Le conocí hace muchos años, siendo yo un joven ministro liberal y él uno de los hombres del pequeño grupo de laboristas independientes que, a pesar de su significación, se vieron forzados a conformarse con los puntos principales de la política del Gobierno de Asquith. Viajamos juntos durante cuatro horas en dirección a Lancashire. Entonces vi por primera vez, en el fondo de este espíritu aparentemente amargo y de esta mirada desdeñosa algo de la atracción y ternura de su naturaleza. Su rostro, aunque surcado por el dolor, la enfermedad y la rebeldía, estaba iluminado por una sonrisa cautivante, comprensiva y apacible. Después, y durante siete años, me cupo en suerte contender con él sobre finanzas como ministro de Hacienda, o en la oposición siéndolo él; y nos combatimos con toda la dureza que nos fue dable dentro de las amplias reglas de la corrección. Pero jamás experimenté contra él ningún sentimiento que destruyese la impresión de que era un hombre generoso y de corazón. La aberración marxista jamás obsesionó su clara inteligencia. Uno que le conocía bien me dijo un día: «Nadie sabrá nunca cómo será un Gobierno laborista hasta que vean uno sin Snowden en el Ministerio de Hacienda». Llegado a este puesto, se enfrentó con sus correligionarios en tan tenaz oposición a sus burdas y cenagosas, aunque populares extravagancias, que los dejó atónitos. No obstante verse sojuzgado en algunos puntos, continuó luchando por lo que consideraba como los principios esenciales de una Hacienda saneada, y la fricción de este conflicto despertó en él el furor y hasta el odio con que en ocasiones combatió a sus amigos y colegas.
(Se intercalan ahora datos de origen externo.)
//! Client-side table state shared by every management view: free-text filter, single-column sort,
//! column visibility, row selection and pagination over an in-memory collection.

pub mod column;
pub mod derive;
pub mod state;

pub use column::{CellValue, ColumnDef, Tabular};
pub use derive::{apply_filter, apply_sort, derive_rows, page_count, paginate, DerivedRows};
pub use state::{ColumnFilter, Pagination, SortDirection, SortSpec, TableCommand, TableError, TableState};

#[cfg(test)]
pub(crate) mod testing {
    use super::{CellValue, ColumnDef, Tabular};

    #[derive(Debug, Clone, PartialEq)]
    pub struct Row {
        pub id: String,
        pub title: String,
        pub tags: Vec<String>,
    }

    pub fn row(id: &str, title: &str, tags: &[&str]) -> Row {
        Row {
            id: id.to_string(),
            title: title.to_string(),
            tags: tags.iter().map(|t| t.to_string()).collect(),
        }
    }

    const COLUMNS: &[ColumnDef] = &[
        ColumnDef::unsorted("image", "Image"),
        ColumnDef::new("title", "Title").pinned(),
        ColumnDef::new("tags", "Tags"),
    ];

    impl Tabular for Row {
        fn row_id(&self) -> &str {
            &self.id
        }

        fn columns() -> &'static [ColumnDef] {
            COLUMNS
        }

        fn default_filter_column() -> &'static str {
            "title"
        }

        fn cell(&self, column: &str) -> CellValue {
            match column {
                "title" => CellValue::text(&self.title),
                "tags" => CellValue::List(self.tags.clone()),
                _ => CellValue::Empty,
            }
        }
    }
}
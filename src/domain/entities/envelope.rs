use serde::{Deserialize, Serialize};

use crate::errors::DashboardError;

/// Uniform `{ success, data, message, error }` body returned by every API call.
#[derive(Debug, Clone, Serialize, Deserialize, PartialEq)]
pub struct Envelope<T> {
    #[serde(default)]
    pub success: bool,

    #[serde(default = "Option::default")]
    pub data: Option<T>,

    #[serde(default)]
    pub message: Option<String>,

    #[serde(default)]
    pub error: Option<Vec<ErrorDetail>>,

    #[serde(default)]
    pub meta: Option<Meta>,
}

#[derive(Debug, Clone, Serialize, Deserialize, PartialEq)]
pub struct ErrorDetail {
    #[serde(default)]
    pub path: Option<String>,
    pub message: String,
}

#[derive(Debug, Clone, Serialize, Deserialize, PartialEq)]
#[serde(rename_all = "camelCase")]
pub struct Meta {
    pub page: u32,
    pub limit: u32,
    pub total: u64,
    #[serde(default)]
    pub total_page: u32,
}

impl<T> Envelope<T> {
    /// First structured error, then the top-level message, then `fallback`.
    pub fn failure_message(&self, fallback: &str) -> String {
        self.error
            .as_ref()
            .and_then(|errors| errors.first())
            .map(|e| e.message.clone())
            .filter(|m| !m.trim().is_empty())
            .or_else(|| self.message.clone().filter(|m| !m.trim().is_empty()))
            .unwrap_or_else(|| fallback.to_string())
    }

    pub fn success_message(&self, fallback: &str) -> String {
        self.message
            .clone()
            .filter(|m| !m.trim().is_empty())
            .unwrap_or_else(|| fallback.to_string())
    }

    /// Unwraps successful data; a `success:false` envelope becomes [`DashboardError::Rejected`].
    pub fn into_data(self, fallback: &str) -> Result<T, DashboardError> {
        if !self.success {
            return Err(DashboardError::Rejected(self.failure_message(fallback)));
        }
        self.data
            .ok_or_else(|| DashboardError::Decode("response envelope has no data".to_string()))
    }
}

#[cfg(test)]
mod tests {
    use super::*;
    use serde_json::json;

    #[test]
    fn failure_message_prefers_first_structured_error() {
        let envelope: Envelope<()> = serde_json::from_value(json!({
            "success": false,
            "message": "Validation Error",
            "error": [{ "path": "title", "message": "Title is required" }, { "message": "second" }]
        }))
        .unwrap();

        assert_eq!(envelope.failure_message("Failed"), "Title is required");
    }

    #[test]
    fn failure_message_falls_back_in_order() {
        let with_message: Envelope<()> =
            serde_json::from_value(json!({ "success": false, "message": "Not allowed" })).unwrap();
        assert_eq!(with_message.failure_message("Failed"), "Not allowed");

        let bare: Envelope<()> = serde_json::from_value(json!({ "success": false, "error": [] })).unwrap();
        assert_eq!(bare.failure_message("Failed to delete project"), "Failed to delete project");
    }

    #[test]
    fn rejected_envelope_is_not_data() {
        let envelope: Envelope<Vec<String>> =
            serde_json::from_value(json!({ "success": false, "message": "Unauthorized" })).unwrap();
        match envelope.into_data("Failed") {
            Err(DashboardError::Rejected(msg)) => assert_eq!(msg, "Unauthorized"),
            other => panic!("unexpected: {:?}", other),
        }
    }

    #[test]
    fn meta_is_optional() {
        let envelope: Envelope<Vec<u8>> = serde_json::from_value(json!({
            "success": true,
            "data": [1, 2],
            "meta": { "page": 1, "limit": 8, "total": 2, "totalPage": 1 }
        }))
        .unwrap();
        assert_eq!(envelope.meta.map(|m| m.total), Some(2));
        assert_eq!(envelope.data, Some(vec![1, 2]));
    }
}
use actix_web::{FromRequest, HttpMessage, HttpRequest};
use futures_util::future::{ready, Ready};

use crate::{
    entities::session::{AccessToken, AuthUser, RequestContext},
    errors::DashboardError,
};

/// The signed-in user and their credentials, as attached by the auth gate.
/// Fails with 401 on routes the gate does not cover.
/// Usage: Add `session: Session` as a parameter to your handler function.
#[derive(Debug, Clone)]
pub struct Session {
    pub user: AuthUser,
    pub context: RequestContext,
}

impl Session {
    pub fn key(&self) -> String {
        self.user.session_key()
    }
}

impl FromRequest for Session {
    type Error = actix_web::Error;
    type Future = Ready<Result<Self, Self::Error>>;

    fn from_request(req: &HttpRequest, _: &mut actix_web::dev::Payload) -> Self::Future {
        let extensions = req.extensions();
        match (extensions.get::<AuthUser>(), extensions.get::<AccessToken>()) {
            (Some(user), Some(token)) => ready(Ok(Session {
                user: user.clone(),
                context: RequestContext::with_token(token.clone()),
            })),
            _ => ready(Err(DashboardError::Unauthenticated.into())),
        }
    }
}
pub mod auth;
pub mod json_error;
pub mod manage;
pub mod overview;
pub mod system;
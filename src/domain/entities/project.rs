use chrono::{DateTime, Utc};
use serde::{Deserialize, Serialize};
use serde_json::{json, Map, Value};
use validator::{Validate, ValidationError};

use crate::{
    entities::resource::{Editable, Resource, ResourceKind, Viewable},
    forms::{slugify, FieldKind, FieldSpec},
    table::{CellValue, ColumnDef, Tabular},
    utils::html::is_http_url,
};

pub const PROJECT_STATUSES: &[&str] = &["ongoing", "completed", "maintenance"];

pub const TECHNOLOGY_OPTIONS: &[&str] = &[
    "javascript",
    "typescript",
    "mongodb",
    "mongoose",
    "tailwindCss",
    "shadcnUi",
    "antDesign",
    "materialUi",
    "jwt",
    "other",
];

#[derive(Debug, Clone, Copy, PartialEq, Eq, Serialize, Deserialize)]
#[serde(rename_all = "lowercase")]
pub enum ProjectStatus {
    Ongoing,
    Completed,
    Maintenance,
}

impl ProjectStatus {
    pub fn as_str(self) -> &'static str {
        match self {
            ProjectStatus::Ongoing => "ongoing",
            ProjectStatus::Completed => "completed",
            ProjectStatus::Maintenance => "maintenance",
        }
    }
}

#[derive(Debug, Clone, PartialEq, Serialize, Deserialize)]
#[serde(rename_all = "camelCase")]
pub struct Project {
    #[serde(rename = "_id")]
    pub id: String,
    #[serde(default)]
    pub slug: String,
    pub title: String,
    #[serde(default)]
    pub category: String,
    #[serde(default)]
    pub description: String,
    /// Image URLs; the first is the thumbnail.
    #[serde(default)]
    pub image: Vec<String>,
    #[serde(default)]
    pub technologies: Vec<String>,
    #[serde(default)]
    pub features: Vec<String>,
    #[serde(default)]
    pub project_goals: Option<String>,
    pub status: ProjectStatus,
    #[serde(default)]
    pub live_demo_link: String,
    #[serde(default)]
    pub repo_link_client: Option<String>,
    #[serde(default)]
    pub repo_link_server: Option<String>,
    #[serde(default)]
    pub is_published: Option<bool>,
    #[serde(default)]
    pub created_at: Option<DateTime<Utc>>,
}

#[derive(Debug, Clone, Serialize, Deserialize, Validate)]
#[serde(rename_all = "camelCase")]
pub struct ProjectPayload {
    #[validate(length(min = 1, message = "Title could not be turned into a slug"))]
    pub slug: String,

    #[validate(length(min = 3, message = "Title must be at least 3 characters long"))]
    pub title: String,

    #[validate(length(min = 1, message = "Category is required"))]
    pub category: String,

    #[validate(length(min = 10, message = "Description should be more detailed"))]
    pub description: String,

    #[validate(custom(function = "validate_urls"))]
    pub image: Vec<String>,

    #[validate(length(min = 1, message = "Select at least one technology"))]
    pub technologies: Vec<String>,

    pub features: Vec<String>,

    pub project_goals: Option<String>,

    pub status: ProjectStatus,

    #[validate(url(message = "Live demo link must be a valid URL"))]
    pub live_demo_link: String,

    #[validate(url(message = "Client repository must be a valid URL"))]
    pub repo_link_client: Option<String>,

    #[validate(url(message = "Server repository must be a valid URL"))]
    pub repo_link_server: Option<String>,

    pub is_published: bool,
}

fn validate_urls(urls: &[String]) -> Result<(), ValidationError> {
    if urls.iter().all(|u| is_http_url(u)) {
        Ok(())
    } else {
        let mut err = ValidationError::new("invalid_image_url");
        err.message = Some("Every image must be a valid URL".into());
        Err(err)
    }
}

#[derive(Debug, Serialize)]
pub struct ProjectDetailView {
    #[serde(flatten)]
    pub project: Project,
    pub thumbnail: Option<String>,
}

impl Project {
    /// First image that is a usable URL.
    pub fn thumbnail(&self) -> Option<&str> {
        self.image.iter().map(String::as_str).find(|u| is_http_url(u))
    }

    fn links(&self) -> Vec<String> {
        std::iter::once(self.live_demo_link.as_str())
            .chain(self.repo_link_client.as_deref())
            .chain(self.repo_link_server.as_deref())
            .filter(|l| !l.is_empty())
            .map(str::to_string)
            .collect()
    }
}

const COLUMNS: &[ColumnDef] = &[
    ColumnDef::unsorted("thumbnail", "Thumbnail"),
    ColumnDef::new("title", "Project Title").pinned(),
    ColumnDef::new("category", "Category"),
    ColumnDef::new("technologies", "Tech Stack"),
    ColumnDef::new("status", "Status"),
    ColumnDef::unsorted("links", "Links"),
];

impl Tabular for Project {
    fn row_id(&self) -> &str {
        &self.id
    }

    fn columns() -> &'static [ColumnDef] {
        COLUMNS
    }

    fn default_filter_column() -> &'static str {
        "title"
    }

    fn cell(&self, column: &str) -> CellValue {
        match column {
            "thumbnail" => CellValue::optional_text(self.thumbnail()),
            "title" => CellValue::text(&self.title),
            "category" => CellValue::text(&self.category),
            "technologies" => CellValue::List(self.technologies.clone()),
            "status" => CellValue::text(self.status.as_str()),
            "links" => CellValue::List(self.links()),
            _ => CellValue::Empty,
        }
    }
}

impl Resource for Project {
    const KIND: ResourceKind = ResourceKind::Project;
}

impl Viewable for Project {
    type Detail = ProjectDetailView;

    fn into_detail(self) -> ProjectDetailView {
        ProjectDetailView {
            thumbnail: self.thumbnail().map(str::to_string),
            project: self,
        }
    }
}

const FORM: &[FieldSpec] = &[
    FieldSpec::required("title", "Title", FieldKind::Text),
    FieldSpec::required("category", "Category", FieldKind::Text),
    FieldSpec::required("description", "Description", FieldKind::TextArea),
    FieldSpec::optional("image", "Image URLs", FieldKind::CommaList),
    FieldSpec::required("technologies", "Technologies", FieldKind::MultiSelect(TECHNOLOGY_OPTIONS)),
    FieldSpec::optional("features", "Key Features", FieldKind::LineList),
    FieldSpec::optional("projectGoals", "Project Goals", FieldKind::TextArea),
    FieldSpec::required("status", "Status", FieldKind::Select(PROJECT_STATUSES)),
    FieldSpec::required("liveDemoLink", "Live Demo Link", FieldKind::Url),
    FieldSpec::optional("repoLinkClient", "Client Repository", FieldKind::Url),
    FieldSpec::optional("repoLinkServer", "Server Repository", FieldKind::Url),
    FieldSpec::optional("isPublished", "Published", FieldKind::Checkbox),
];

impl Editable for Project {
    type Payload = ProjectPayload;

    fn form_schema() -> &'static [FieldSpec] {
        FORM
    }

    fn derive_fields(fields: &mut Map<String, Value>) {
        let slug = fields
            .get("title")
            .and_then(Value::as_str)
            .map(slugify)
            .unwrap_or_default();
        fields.insert("slug".to_string(), Value::String(slug));
    }

    fn form_values(&self) -> Map<String, Value> {
        let values = json!({
            "title": self.title,
            "category": self.category,
            "description": self.description,
            "image": self.image.join(", "),
            "technologies": self.technologies,
            "features": self.features.join("\n"),
            "projectGoals": self.project_goals,
            "status": self.status,
            "liveDemoLink": self.live_demo_link,
            "repoLinkClient": self.repo_link_client,
            "repoLinkServer": self.repo_link_server,
            "isPublished": self.is_published.unwrap_or(false),
        });
        values.as_object().cloned().unwrap_or_default()
    }
}
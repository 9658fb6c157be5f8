pub mod schema;
pub mod text;

pub use schema::{normalize, parse_payload, FieldKind, FieldSpec};
pub use text::{slugify, split_list, toggle_membership, Separator};
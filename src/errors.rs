use actix_web::{
    error::{JsonPayloadError, ResponseError},
    http::{header::ContentType, StatusCode},
    HttpResponse
};
use derive_more::Display;
use serde::Serialize;
use validator::ValidationErrors;

use crate::table::TableError;

/// Message shown when a failure carries nothing the user can act on.
pub const GENERIC_FAILURE: &str = "Something went wrong!";

#[derive(Debug, Display)]
pub enum DashboardError {
    #[display("Transport error: {_0}")]
    Transport(String),

    #[display("Decode error: {_0}")]
    Decode(String),

    #[display("Not authenticated")]
    Unauthenticated,

    #[display("{_0}")]
    Rejected(String),

    #[display("Validation failed: {}", join_field_errors(_0))]
    Validation(Vec<FieldError>),

    #[display("Not found: {_0}")]
    NotFound(String),

    #[display("Bad request: {_0}")]
    BadRequest(String),

    #[display("Internal error: {_0}")]
    Internal(String),
}

fn join_field_errors(errors: &[FieldError]) -> String {
    errors.iter()
        .map(|e| format!("{}:{}", e.field, e.message))
        .collect::<Vec<_>>()
        .join(", ")
}

impl std::error::Error for DashboardError {}

impl DashboardError {
    /// Message safe to surface as a notice. Upstream transport detail is kept out of it.
    pub fn user_message(&self) -> String {
        match self {
            DashboardError::Transport(_) | DashboardError::Decode(_) | DashboardError::Internal(_) => {
                GENERIC_FAILURE.to_string()
            }
            DashboardError::Validation(errors) => errors
                .first()
                .map(|e| e.message.clone())
                .unwrap_or_else(|| GENERIC_FAILURE.to_string()),
            other => other.to_string(),
        }
    }
}

impl ResponseError for DashboardError {
    fn error_response(&self) -> HttpResponse {
        let body = match self {
            DashboardError::Validation(errors) => {
                serde_json::json!({
                    "error": "Validation failed",
                    "details": errors,
                    "notice": Notice::error(self.user_message()),
                })
            }
            _ => {
                serde_json::json!({
                    "error": self.to_string(),
                    "notice": Notice::error(self.user_message()),
                })
            }
        };
        HttpResponse::build(self.status_code())
            .insert_header(ContentType::json())
            .json(body)
    }

    fn status_code(&self) -> StatusCode {
        match self {
            DashboardError::Transport(_) => StatusCode::BAD_GATEWAY,
            DashboardError::Decode(_) => StatusCode::BAD_GATEWAY,
            DashboardError::Unauthenticated => StatusCode::UNAUTHORIZED,
            DashboardError::Rejected(_) => StatusCode::UNPROCESSABLE_ENTITY,
            DashboardError::Validation(_) => StatusCode::BAD_REQUEST,
            DashboardError::NotFound(_) => StatusCode::NOT_FOUND,
            DashboardError::BadRequest(_) => StatusCode::BAD_REQUEST,
            DashboardError::Internal(_) => StatusCode::INTERNAL_SERVER_ERROR,
        }
    }
}

impl From<ValidationErrors> for DashboardError {
    fn from(errors: ValidationErrors) -> Self {
        let mut field_errors: Vec<FieldError> = errors
            .field_errors()
            .iter()
            .flat_map(|(field, errors)| {
                errors.iter().map(move |e| FieldError {
                    field: field.to_string(),
                    message: e
                        .message
                        .as_ref()
                        .map(|s| s.to_string())
                        .unwrap_or_else(|| format!("{} is invalid", field)),
                })
            })
            .collect();
        field_errors.sort_by(|a, b| a.field.cmp(&b.field));

        DashboardError::Validation(field_errors)
    }
}

impl From<serde_json::Error> for DashboardError {
    fn from(err: serde_json::Error) -> Self {
        DashboardError::Decode(err.to_string())
    }
}

impl From<JsonPayloadError> for DashboardError {
    fn from(err: JsonPayloadError) -> Self {
        DashboardError::BadRequest(format!("JSON payload error: {}", err))
    }
}

impl From<TableError> for DashboardError {
    fn from(err: TableError) -> Self {
        DashboardError::BadRequest(err.to_string())
    }
}

#[derive(Debug, Clone, Serialize, PartialEq)]
pub struct FieldError {
    pub field: String,
    pub message: String,
}

impl FieldError {
    pub fn new(field: impl Into<String>, message: impl Into<String>) -> Self {
        FieldError { field: field.into(), message: message.into() }
    }
}

#[derive(Debug, Clone, Copy, Serialize, PartialEq, Eq)]
#[serde(rename_all = "lowercase")]
pub enum NoticeLevel {
    Success,
    Error,
}

/// User-facing feedback for an action (the dashboard's toast).
#[derive(Debug, Clone, Serialize, PartialEq)]
pub struct Notice {
    pub level: NoticeLevel,
    pub message: String,
}

impl Notice {
    pub fn success(message: impl Into<String>) -> Self {
        Notice { level: NoticeLevel::Success, message: message.into() }
    }

    pub fn error(message: impl Into<String>) -> Self {
        Notice { level: NoticeLevel::Error, message: message.into() }
    }

    pub fn is_success(&self) -> bool {
        self.level == NoticeLevel::Success
    }
}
La democracia británica debería enorgullecerse de Philip Snowden. Fue un hombre capaz de mantener la estructura social mientras patrocinaba los intereses de las masas. Su larga vida de esfuerzo, renuncia propia y físico quebranto fue coronada por un éxito honorable. Su intrepidez, su rectitud, su austeridad, su sobriedad de juicio, su profundo amor a Inglaterra, su celosamente escondido, pero intenso orgullo de su grandeza, le distinguieron como uno de los verdaderos valores de nuestra edad. Su vida de privaciones, de aflicciones, de autodisciplina, de odio a los tiempos de guerra, tuvo una gran culminación. La Historia del Parlamento no olvidará la escena de la Cámara de los Comunes, entusiasmada, que se ponía en pie, mientras Snowden recitaba los famosos versos:
«All our past proclaims the future: Shakespeare’s voice and Nelson’s hand,
Milton’s faith and Wordsworth’s trust in this our chosen and chaincless land,
Bear us witness…
Come the world against her, England yet shall stand!»[25].